Thursday, October 13, 2011
Paris wine bars, like buses, come in threes
Day one of a week in Paris, largely to suss out its natural wine bar scene. We've been meaning to do this for a while and have already had to cancel two trips for reasons too complicated and tedious to go in into so I still can't quite believe we're here.
Actually Paris is swamped with wine bars, natural or not so it's not particularly hard to track one down. But what we're already discovering is that the natural ones seem to come in clusters. Maybe they feel they need the moral support, that their unnatural neighbours will persecute them if they're all on their own.

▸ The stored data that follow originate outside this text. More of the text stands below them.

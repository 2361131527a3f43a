use sqlx::MySqlPool;
use sqlx::mysql::MySqlPoolOptions;
use tracing::info;

pub async fn init_db(database_url: &str) -> Result<MySqlPool, sqlx::Error> {
    let pool = MySqlPoolOptions::new()
        .max_connections(10)
        .connect(database_url)
        .await?;

    sqlx::migrate!("./migrations").run(&pool).await?;
    info!("Database migrations applied");

    Ok(pool)
}
use actix_web::middleware::NormalizePath;
use actix_web::web::Data;
use actix_web::{App, HttpServer, Responder, get};
use std::sync::Arc;

mod api;
mod auth;
mod config;
mod db;
mod docs;
mod error;
mod model;
mod routes;
mod service;
mod utils;

use config::Config;
use db::init_db;

use crate::docs::ApiDoc;
use crate::routes::RateLimiters;
use crate::service::notification::{LogMailer, Mailer};
use crate::service::rollover::rollover_job;
use crate::service::vacation::VacationRules;
use tracing::info;
use tracing_appender::rolling;
use utoipa::OpenApi;
use utoipa_swagger_ui::SwaggerUi;

#[get("/")]
async fn index() -> impl Responder {
    "staffdesk is running"
}

#[actix_web::main]
async fn main() -> anyhow::Result<()> {
    let config = Config::from_env()?;

    // Rolling daily log
    let file_appender = rolling::daily(&config.log_dir, "app.log");
    let (non_blocking, _guard) = tracing_appender::non_blocking(file_appender);

    tracing_subscriber::fmt()
        .with_writer(non_blocking)
        .with_max_level(tracing::Level::DEBUG)
        .with_ansi(false)
        .with_target(false)
        .with_level(true)
        .with_thread_ids(false)
        .with_thread_names(false)
        .pretty()
        .init();

    info!(addr = %config.server_addr, "Server starting...");

    let pool = init_db(&config.database_url).await?;
    let rules = VacationRules::from_config(&config);
    let limiters = RateLimiters::from_config(&config)?;
    let mailer: Data<dyn Mailer> = Data::from(Arc::new(LogMailer) as Arc<dyn Mailer>);

    if config.hr_email.is_none() {
        tracing::warn!("HR_EMAIL not set; approval mails to HR will fail");
    }

    actix_web::rt::spawn(rollover_job(pool.clone(), rules.clone()));

    let server_addr = config.server_addr.clone();
    let pool = Data::new(pool);
    let rules = Data::new(rules);
    let config = Data::new(config);

    HttpServer::new(move || {
        App::new()
            .wrap(actix_web::middleware::Logger::default())
            .wrap(NormalizePath::trim())
            .service(
                // wildcard {_:.*} matches the JS/CSS assets
                SwaggerUi::new("/swagger-ui/{_:.*}")
                    .url("/api-doc/openapi.json", ApiDoc::openapi()),
            )
            .app_data(pool.clone())
            .app_data(config.clone())
            .app_data(rules.clone())
            .app_data(mailer.clone())
            .service(index)
            .configure(|cfg| routes::configure(cfg, &config, &limiters))
    })
    .bind(server_addr)?
    .run()
    .await?;

    Ok(())
}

Today we discovered two hotspots, one in rue des Lavandières Ste Opportune in the 1st arrondissment which we hit rather too soon to start drinking but which includes Aux Vieux Comptoirs and La Robe et le Palais, which we definitely plan to go back to. (Aux Vieux Comptoirs looks quite pricey)
And then the rue de l'Arbre Sec where you can find Le Garde Robe and Spring's bottle shop and wine bar. (Spring itself, one of the most fashionable restaurants in town, is down the rue Balleul opposite.)
We had a cheeky glass of Parigot crémant de Bourgogne rosé at Spring for 6€ each which I'd happily drink instead of champagne and chatted to Brendan from Oregon who had developed a passion for natural wine and was manning the shop in place of the manager, Josh.
Then we drifted over the road and had a plate of saucisson sec and terrine at the dimly lit Le Garde Robe which is far more what you expect a natural wine bar to be like. We tried a glass of a typically Provencal blend of Cabernet and Syrah called Champs de la Truffière which I really enjoyed, and a Caladoc from the Rhone called (I think) Ze Pepe Red Ouane which I can't find anything about on Google so I probably wrote it down wrong. Not that interesting anyway.
And finally a glass of Puzelat Sauvignon Blanc '10 at another bar and restaurant called Les Fines Gueules up the rue Croix des Petits Champs the other side of the rue Rivoli. No horrid confected gooseberry and asparagus flavours - one of the nicest wines I've had from Puzelat.
What strikes me so far:
* how easy it is to find somewhere to drink natural wine in Paris
* Paris winebars are not cheap. Main courses are around 20-25€ (admittedly including service) so it's better to do what we're doing and have a starter and a glass of wine - around 4-6€ a (140ml) glass on average which is good value by UK standards.
* We've eaten a LOT of charcuterie. Vegetables are still sparse in France
* every wine bar seems to have a Japanese girl behind the bar or in the kitchen. Curious, that.
* a lot of Parisiens have small dogs. Can't get to the bottom of that, either.
Incidentally there's this rather good map of Paris wine bars and bistros compliled by Dr Vino. Not all natural but you see what I mean about clusters.